Évolution du concept d’Harmonie
par Rolando Toro
L’évolution du concept d’harmonie a été lente et erratique. En Inde, les idées de Bouddha introduisirent la recherche d’une harmonie interne, en résonance avec le cosmique.
La pratique de la méditation, c’est-à-dire de l’aptitude de rester en soi, vide d’intention, a permis d’élaborer toute une technologie du Nirvana.
La pratique de différentes formes de Yoga a facilité, chez certains, la possibilité de l’extase.
La Pédagogie grecque a proposé l’harmonie du corps et de l’âme, exprimée avec une force sereine dans les sculptures de Praxitèle.
Pythagore, en découvrant l’échelle tonale, a fixé l’ambition grecque de reproduire la Symphonie Cosmique.
L’Orphisme et les disciples de l’école Pythagoricienne se sont regroupés autour de l’ambition d’atteindre la connaissance de l’harmonie ontoscomologique.
Sans doute, tout l’effort des êtres humains en recherche d’harmonie s’est canalisé historiquement sur le versant cognitif.
Depuis les présocratiques qui cherchaient l’Unité de l’Homme, jusqu’à Einstein, avec son intuition reconnue sur le Champ Unifié, le concept d’harmonie s’est développé comme une expression d’un solipsisme paradoxalement dissocié.
Nous assistons actuellement à un spectacle désolant : face au chaos et au désordre biologique et social, des milliers d’hommes, en différents lieux, cherchent l’harmonie dans la contemplation solitaire, en silence, immobiles, en répétant des mantras ou avec un regard fixé sur un mandala.
Cette situation révèle tout un état de désorientation profonde et une méconnaissance de ce qu’est l’harmonie. Personne ne rencontrera l’harmonie sinon par des actes de rencontre et de lien qui permettent d’unifier les parties isolées. L’harmonie est un mouvement – amour, une fonction hypothalamique de communication et de contact, un risque, une lutte et une protection pour établir des ponts à travers lesquels circule l’énergie vitale. Nous arrivons ainsi à un nouveau concept d’harmonie dont l’unique instrument est la caresse. Une harmonie pulsante, fluide, intime, chaude ; une harmonie dans laquelle chaque individu rencontre l’Amnios, le semblable qui le contient.

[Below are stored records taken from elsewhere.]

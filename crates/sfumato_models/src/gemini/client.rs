use crate::http::{api_key_from_env, build_client, read_json, request_error};
use crate::retry::{RetrySettings, with_retry};
use crate::{
    GeminiContent, GeminiGenerationConfig, GeminiInlineData, GeminiPart, GeminiRequest,
    GeminiResponse,
};
use base64::{Engine as _, engine::general_purpose};
use reqwest::Client;
use sfumato_error::{VisionError, VisionErrorKind};
use sfumato_interface::{ImageDetail, VisionDriver, VisionRequest};
use std::time::Duration;
use tracing::{debug, instrument};

/// Environment variable holding the Gemini credential.
pub const GEMINI_API_KEY_VAR: &str = "GEMINI_API_KEY";

const GEMINI_BASE_URL: &str = "https://generativelanguage.googleapis.com/v1beta";
const DEFAULT_TIMEOUT: Duration = Duration::from_secs(30);

/// Gemini vision client over the REST API.
#[derive(Debug, Clone)]
pub struct GeminiVisionClient {
    client: Client,
    api_key: String,
    model: String,
    base_url: String,
    timeout: Duration,
    retry: RetrySettings,
}

impl GeminiVisionClient {
    /// Creates a new Gemini client.
    ///
    /// # Arguments
    ///
    /// * `api_key` - Gemini API key
    /// * `model` - Model identifier (e.g., "gemini-2.0-flash")
    pub fn new(api_key: impl Into<String>, model: impl Into<String>) -> Result<Self, VisionError> {
        debug!("Creating new Gemini vision client");
        Ok(Self {
            client: build_client(DEFAULT_TIMEOUT)?,
            api_key: api_key.into(),
            model: model.into(),
            base_url: GEMINI_BASE_URL.to_string(),
            timeout: DEFAULT_TIMEOUT,
            retry: RetrySettings::default(),
        })
    }

    /// Creates a client from `GEMINI_API_KEY`.
    ///
    /// An empty or blank value is treated as unset.
    pub fn from_env(model: impl Into<String>) -> Result<Self, VisionError> {
        let api_key = api_key_from_env(GEMINI_API_KEY_VAR)?;
        Self::new(api_key, model)
    }

    /// Point the client at another endpoint root.
    pub fn with_base_url(mut self, base_url: impl Into<String>) -> Self {
        self.base_url = base_url.into().trim_end_matches('/').to_string();
        self
    }

    /// Replace the whole-request timeout.
    pub fn with_timeout(mut self, timeout: Duration) -> Result<Self, VisionError> {
        self.client = build_client(timeout)?;
        self.timeout = timeout;
        Ok(self)
    }

    /// Override retry behaviour.
    pub fn with_retry(mut self, retry: RetrySettings) -> Self {
        self.retry = retry;
        self
    }

    fn media_resolution(detail: ImageDetail) -> Option<String> {
        match detail {
            ImageDetail::Low => Some("MEDIA_RESOLUTION_LOW".to_string()),
            ImageDetail::High => Some("MEDIA_RESOLUTION_HIGH".to_string()),
            ImageDetail::Auto => None,
        }
    }

    /// Convert a vision request into a `generateContent` body.
    #[instrument(skip(request))]
    pub fn convert_request(request: &VisionRequest) -> Result<GeminiRequest, VisionError> {
        let image = GeminiInlineData::new(
            request.mime_type(),
            general_purpose::STANDARD.encode(request.image()),
        );
        let content = GeminiContent::builder()
            .role(Some("user".to_string()))
            .parts(vec![
                GeminiPart::from_text(request.prompt()),
                GeminiPart::from_inline_data(image),
            ])
            .build()
            .map_err(|e| VisionError::new(VisionErrorKind::Builder(e.to_string())))?;
        let generation_config = GeminiGenerationConfig::builder()
            .max_output_tokens(*request.max_tokens())
            .media_resolution(Self::media_resolution(*request.detail()))
            .build()
            .map_err(|e| VisionError::new(VisionErrorKind::Builder(e.to_string())))?;

        GeminiRequest::builder()
            .contents(vec![content])
            .generation_config(generation_config)
            .build()
            .map_err(|e| VisionError::new(VisionErrorKind::Builder(e.to_string())))
    }

    /// Sends a `generateContent` request.
    #[instrument(skip(self, request), fields(model = %self.model))]
    pub async fn generate_content(
        &self,
        request: &GeminiRequest,
    ) -> Result<GeminiResponse, VisionError> {
        debug!("Sending request to Gemini API");
        let response = self
            .client
            .post(format!(
                "{}/models/{}:generateContent",
                self.base_url, self.model
            ))
            .header("x-goog-api-key", &self.api_key)
            .json(request)
            .send()
            .await
            .map_err(|e| request_error(e, self.timeout))?;

        read_json(response, "gemini").await
    }

    /// Extract the generated text from a response.
    pub fn convert_response(response: &GeminiResponse) -> Result<String, VisionError> {
        match response.first_text() {
            Some(text) if !text.trim().is_empty() => Ok(text),
            _ => Err(VisionError::new(VisionErrorKind::EmptyResponse)),
        }
    }
}

#[async_trait::async_trait]
impl VisionDriver for GeminiVisionClient {
    #[instrument(skip(self, request), fields(model = %self.model))]
    async fn describe_image(&self, request: &VisionRequest) -> Result<String, VisionError> {
        let body = Self::convert_request(request)?;
        let response = with_retry(self.retry, || self.generate_content(&body)).await?;
        Self::convert_response(&response)
    }

    fn provider_name(&self) -> &'static str {
        "gemini"
    }

    fn model_name(&self) -> &str {
        &self.model
    }
}
//! Google Gemini `generateContent` back-end.

mod client;
mod dto;

pub use client::{GEMINI_API_KEY_VAR, GeminiVisionClient};
pub use dto::{
    GeminiCandidate, GeminiContent, GeminiContentBuilder, GeminiGenerationConfig,
    GeminiGenerationConfigBuilder, GeminiInlineData, GeminiPart, GeminiRequest,
    GeminiRequestBuilder, GeminiResponse,
};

Il n’y a pas d’harmonie solitaire, silencieuse et immobile. Cette harmonie fut l’héritage malade de Parménide qui, à son tour, l’a reçu de l’Orient.
Qui pourrait sérieusement trouver l’harmonie alors qu’on torture son frère ? L’harmonie, il faut la chercher au milieu du chaos et du stress, parmi les gens désespérés, affamés, blessés, manquant d’amour. Il faut chercher l’harmonie comme une lumière dans l’obscurité, parmi des millions de malades, parmi les persécutés et les humiliés de la terre.
Il est nécessaire de courir jusqu’à eux et de les embrasser, de les inviter à danser. Personne ne trouvera un atome d’harmonie ou de vérité dans la sérénité aseptisée et léthargique de sa méditation solitaire.
L’intégration est la recherche de relation des parties avec le tout, pour augmenter la perfection du tout.
Nous sommes arrivés, enfin, à une forme évoluée d’harmonie : la proposition d’Héraclite, l’harmonie de l’éternel retour, de l’éternelle renaissance, l’harmonie en mouvement: « Nous ne nous baignons pas deux fois dans les mêmes eaux ». Et nous pourrions dire: …Nous ne fluons pas deux fois dans la même harmonie.
La technique d’harmonie profonde est la connexion à la vie par le mouvement, la musique, le regard, le contact, le sourire, l’étreinte, la danse. L’harmonie c’est renaître en l’autre et dans la nature.